• _Data items_
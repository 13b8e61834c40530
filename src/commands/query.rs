//! `query` command: operator-facing index queries.

use std::process::ExitCode;

use gitrecall::models::Intent;
use gitrecall::{Error, GitRepo, QueryParams, Result, TrailerIndex};

/// Runs one index query and prints one line per commit.
pub fn cmd_query(
    scope: Option<String>,
    intents: Vec<String>,
    session: Option<String>,
    decided_against: Option<String>,
    limit: usize,
) -> Result<ExitCode> {
    let repo = GitRepo::discover()?;
    let index = TrailerIndex::load_fresh(&repo)?.ok_or_else(|| Error::OperationFailed {
        operation: "load_index".to_string(),
        cause: "no fresh index; run `gitrecall index` first".to_string(),
    })?;

    let mut params = QueryParams {
        scope,
        session,
        decided_against,
        limit: Some(limit),
        ..QueryParams::default()
    };
    if !intents.is_empty() {
        let parsed: Option<Vec<Intent>> = intents.iter().map(|s| Intent::parse(s)).collect();
        let parsed = parsed.ok_or_else(|| Error::OperationFailed {
            operation: "parse_intent".to_string(),
            cause: format!(
                "unknown intent; expected one of: {}",
                Intent::ALL.map(|i| i.as_str()).join(", ")
            ),
        })?;
        params.intents = Some(parsed);
    }

    if params.is_unconstrained() {
        return Err(Error::OperationFailed {
            operation: "query".to_string(),
            cause: "at least one filter is required".to_string(),
        });
    }

    let commits = index.query(&params);
    for commit in &commits {
        let short: String = commit.hash.chars().take(7).collect();
        let intent = commit
            .intent
            .map(|i| format!(" ({i})"))
            .unwrap_or_default();
        println!(
            "{short} {date} {subject} [{scope}]{intent}",
            date = &commit.date[..commit.date.len().min(10)],
            subject = commit.subject,
            scope = commit.scope.join(", "),
        );
        for rejected in &commit.decided_against {
            println!("        decided against: {rejected}");
        }
    }
    if commits.is_empty() {
        println!("(no matching commits)");
    }
    Ok(ExitCode::SUCCESS)
}
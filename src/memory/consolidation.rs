//! Session consolidation.
//!
//! Turns a session's working memory into a Markdown summary and
//! commit-trailer suggestions when the session ends.

use indexmap::IndexMap;

use crate::models::{EntryTag, MemoryEntry, WorkingMemory};

/// Section order for the session summary.
const SECTION_ORDER: [(EntryTag, &str); 5] = [
    (EntryTag::Decision, "Decisions"),
    (EntryTag::Finding, "Findings"),
    (EntryTag::Hypothesis, "Hypotheses"),
    (EntryTag::Context, "Context"),
    (EntryTag::Todo, "TODOs"),
];

/// Commit-trailer suggestions derived from a session.
#[derive(Debug, Clone, Default, PartialEq, Eq)]
pub struct TrailerSuggestions {
    /// One `Decided-Against:` candidate per decision entry.
    pub decided_against: Vec<String>,
    /// Union of all entry scopes, sorted.
    pub scopes: Vec<String>,
}

impl TrailerSuggestions {
    /// Whether there is nothing to suggest.
    #[must_use]
    pub fn is_empty(&self) -> bool {
        self.decided_against.is_empty() && self.scopes.is_empty()
    }
}

/// Partitions entries by tag, preserving entry order within each group.
#[must_use]
pub fn group_by_tag(entries: &[MemoryEntry]) -> IndexMap<EntryTag, Vec<&MemoryEntry>> {
    let mut groups: IndexMap<EntryTag, Vec<&MemoryEntry>> = IndexMap::new();
    for entry in entries {
        groups.entry(entry.tag).or_default().push(entry);
    }
    groups
}

/// Unions and sorts the scopes of all entries.
#[must_use]
pub fn collect_scopes(entries: &[MemoryEntry]) -> Vec<String> {
    let mut scopes: Vec<String> = entries
        .iter()
        .flat_map(|entry| entry.scope.iter().cloned())
        .collect();
    scopes.sort();
    scopes.dedup();
    scopes
}

/// Derives trailer suggestions from a session's entries.
///
/// Every `decision`-tagged entry's text becomes a `Decided-Against:`
/// candidate, affirmative decisions included; the stop hook labels them
/// candidates so an operator curates before committing.
#[must_use]
pub fn decisions_to_trailers(entries: &[MemoryEntry]) -> TrailerSuggestions {
    TrailerSuggestions {
        decided_against: entries
            .iter()
            .filter(|entry| entry.tag == EntryTag::Decision)
            .map(|entry| entry.text.clone())
            .collect(),
        scopes: collect_scopes(entries),
    }
}

/// Renders the Markdown session summary.
#[must_use]
pub fn format_session_summary(memory: &WorkingMemory) -> String {
    let groups = group_by_tag(&memory.entries);
    let scopes = collect_scopes(&memory.entries);

    let mut out = format!("# Session summary: {}\n\n", memory.session_id);
    out.push_str(&format!(
        "- Started: {}\n- Last update: {}\n- Entries: {}\n",
        memory.created,
        memory.updated,
        memory.entries.len()
    ));
    if !scopes.is_empty() {
        out.push_str(&format!("- Scopes: {}\n", scopes.join(", ")));
    }

    for (tag, title) in SECTION_ORDER {
        let Some(entries) = groups.get(&tag) else {
            continue;
        };
        out.push_str(&format!("\n## {title}\n\n"));
        for entry in entries {
            out.push_str(&format_bullet(entry));
            out.push('\n');
        }
    }
    out
}

/// Renders the trailer-hints block: a `Scope:` line (if any scopes were
/// collected) followed by one `Decided-Against:` line per rejection.
#[must_use]
pub fn format_trailer_hints(suggestions: &TrailerSuggestions) -> String {
    let mut out = String::new();
    if !suggestions.scopes.is_empty() {
        out.push_str(&format!("Scope: {}\n", suggestions.scopes.join(", ")));
    }
    for rejected in &suggestions.decided_against {
        out.push_str(&format!("Decided-Against: {rejected}\n"));
    }
    out
}

/// File name for the persisted summary of a session.
///
/// The slug is the part after the date; path separators are flattened so
/// the name stays a single file under `<git-dir>/info/`.
#[must_use]
pub fn summary_file_name(session_id: &str) -> String {
    let slug = session_id.split_once('/').map_or(session_id, |(_, s)| s);
    let slug: String = slug
        .chars()
        .map(|c| {
            if c.is_ascii_alphanumeric() || c == '-' || c == '_' {
                c
            } else {
                '-'
            }
        })
        .collect();
    format!("session-summary-{slug}.md")
}

fn format_bullet(entry: &MemoryEntry) -> String {
    let mut line = format!("- {}", entry.text);
    if !entry.scope.is_empty() {
        line.push_str(&format!(" [{}]", entry.scope.join(", ")));
    }
    if let Some(source) = &entry.source {
        line.push_str(&format!(" (source: {source})"));
    }
    line
}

• _Goal of the exercise_
For each line above that contains "subject", add one to a count, then state only the final number.

• _Written answer_
2